--- Records provided ---

use chrono::{DateTime, Utc};
use serde::{Deserialize, Serialize};
use serde_json::Value;
use uuid::Uuid;

pub const DEFAULT_SESSION_TITLE: &str = "New Chat";
pub const SESSION_TITLE_MAX_CHARS: usize = 50;

#[derive(Debug, Clone, Serialize, Deserialize, PartialEq)]
#[serde(rename_all = "camelCase")]
pub struct Session {
    pub id: String,
    pub owner_id: String,
    pub title: String,
    /// Set while a run is producing output for this session.
    #[serde(default)]
    pub active_stream_id: Option<String>,
    pub created_at: DateTime<Utc>,
    pub updated_at: DateTime<Utc>,
}

impl Session {
    pub fn new(id: impl Into<String>, owner_id: impl Into<String>, title: Option<&str>) -> Self {
        let now = Utc::now();
        Self {
            id: id.into(),
            owner_id: owner_id.into(),
            title: derive_session_title(title.unwrap_or_default()),
            active_stream_id: None,
            created_at: now,
            updated_at: now,
        }
    }

    pub fn is_owned_by(&self, principal: &str) -> bool {
        self.owner_id == principal
    }
}

/// The trimmed prompt clipped to the title budget.
pub fn derive_session_title(prompt: &str) -> String {
    let title = prompt
        .trim()
        .chars()
        .take(SESSION_TITLE_MAX_CHARS)
        .collect::<String>();
    let title = title.trim_end();
    if title.is_empty() {
        return DEFAULT_SESSION_TITLE.to_string();
    }
    title.to_string()
}

#[derive(Debug, Clone, Copy, Serialize, Deserialize, PartialEq, Eq)]
#[serde(rename_all = "lowercase")]
pub enum MessageRole {
    System,
    User,
    Assistant,
}

impl MessageRole {
    /// Unknown stored roles are treated as user turns.
    pub fn parse_lenient(raw: &str) -> Self {
        match raw.trim().to_ascii_lowercase().as_str() {
            "system" => Self::System,
            "assistant" => Self::Assistant,
            _ => Self::User,
        }
    }

    pub fn as_str(self) -> &'static str {
        match self {
            Self::System => "system",
            Self::User => "user",
            Self::Assistant => "assistant",
        }
    }
}

#[derive(Debug, Clone, Serialize, Deserialize, PartialEq)]
#[serde(rename_all = "camelCase")]
pub struct Message {
    pub id: String,
    pub session_id: String,
    pub role: MessageRole,
    #[serde(default)]
    pub content: String,
    /// Percentage of planned search work completed (0..=100).
    #[serde(default)]
    pub progress: u8,
    #[serde(default)]
    pub is_deep_search_initiated: bool,
    pub created_at: DateTime<Utc>,
}

impl Message {
    pub fn new(session_id: impl Into<String>, role: MessageRole, content: impl Into<String>) -> Self {
        Self {
            id: Uuid::new_v4().to_string(),
            session_id: session_id.into(),
            role,
            content: content.into(),
            progress: 0,
            is_deep_search_initiated: false,
            created_at: Utc::now(),
        }
    }

    pub fn user(session_id: impl Into<String>, content: impl Into<String>) -> Self {
        Self::new(session_id, MessageRole::User, content)
    }

    /// Empty assistant message created before a run starts streaming.
    pub fn assistant_placeholder(session_id: impl Into<String>) -> Self {
        Self::new(session_id, MessageRole::Assistant, String::new())
    }
}

#[derive(Debug, Clone, Copy, Serialize, Deserialize, PartialEq, Eq, Hash)]
#[serde(rename_all = "lowercase")]
pub enum StepType {
    Analysis,
    Search,
    Evaluation,
    Report,
}

impl StepType {
    pub fn as_str(self) -> &'static str {
        match self {
            Self::Analysis => "analysis",
            Self::Search => "search",
            Self::Evaluation => "evaluation",
            Self::Report => "report",
        }
    }
}

#[derive(Debug, Clone, Serialize, Deserialize, PartialEq)]
#[serde(rename_all = "camelCase")]
pub struct Step {
    pub id: String,
    pub message_id: String,
    #[serde(rename = "type")]
    pub step_type: StepType,
    #[serde(default)]
    pub reasoning_text: String,
    #[serde(default)]
    pub input: Value,
    #[serde(default)]
    pub output: Value,
    /// Dispatch order within the owning message.
    pub order: u64,
    pub created_at: DateTime<Utc>,
}

impl Step {
    /// Report text carried in the output of a report step.
    pub fn report_text(&self) -> Option<&str> {
        if self.step_type != StepType::Report {
            return None;
        }
        self.output.get("report").and_then(Value::as_str)
    }

    pub fn is_error(&self) -> bool {
        self.output.get("error").is_some()
    }
}

#[derive(Debug, Clone, Serialize, Deserialize, PartialEq)]
#[serde(rename_all = "camelCase")]
pub struct Source {
    pub id: String,
    pub step_id: String,
    pub url: String,
    #[serde(alias = "title")]
    pub name: String,
    #[serde(default)]
    pub content: String,
    #[serde(default)]
    pub favicon: String,
    #[serde(default)]
    pub images: Vec<String>,
}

---

What you are asked to do = Only the lines above starting with the one with "pub const SESSION_TITLE_MAX_CHARS: usize" and going through the one with "pub fn parse_lenient(raw: &str)" are to be copied, word for word and with both ends kept.

Finished exercise =
pub const SESSION_TITLE_MAX_CHARS: usize = 50;

#[derive(Debug, Clone, Serialize, Deserialize, PartialEq)]
#[serde(rename_all = "camelCase")]
pub struct Session {
    pub id: String,
    pub owner_id: String,
    pub title: String,
    /// Set while a run is producing output for this session.
    #[serde(default)]
    pub active_stream_id: Option<String>,
    pub created_at: DateTime<Utc>,
    pub updated_at: DateTime<Utc>,
}

impl Session {
    pub fn new(id: impl Into<String>, owner_id: impl Into<String>, title: Option<&str>) -> Self {
        let now = Utc::now();
        Self {
            id: id.into(),
            owner_id: owner_id.into(),
            title: derive_session_title(title.unwrap_or_default()),
            active_stream_id: None,
            created_at: now,
            updated_at: now,
        }
    }

    pub fn is_owned_by(&self, principal: &str) -> bool {
        self.owner_id == principal
    }
}

/// The trimmed prompt clipped to the title budget.
pub fn derive_session_title(prompt: &str) -> String {
    let title = prompt
        .trim()
        .chars()
        .take(SESSION_TITLE_MAX_CHARS)
        .collect::<String>();
    let title = title.trim_end();
    if title.is_empty() {
        return DEFAULT_SESSION_TITLE.to_string();
    }
    title.to_string()
}

#[derive(Debug, Clone, Copy, Serialize, Deserialize, PartialEq, Eq)]
#[serde(rename_all = "lowercase")]
pub enum MessageRole {
    System,
    User,
    Assistant,
}

impl MessageRole {
    /// Unknown stored roles are treated as user turns.
    pub fn parse_lenient(raw: &str) -> Self {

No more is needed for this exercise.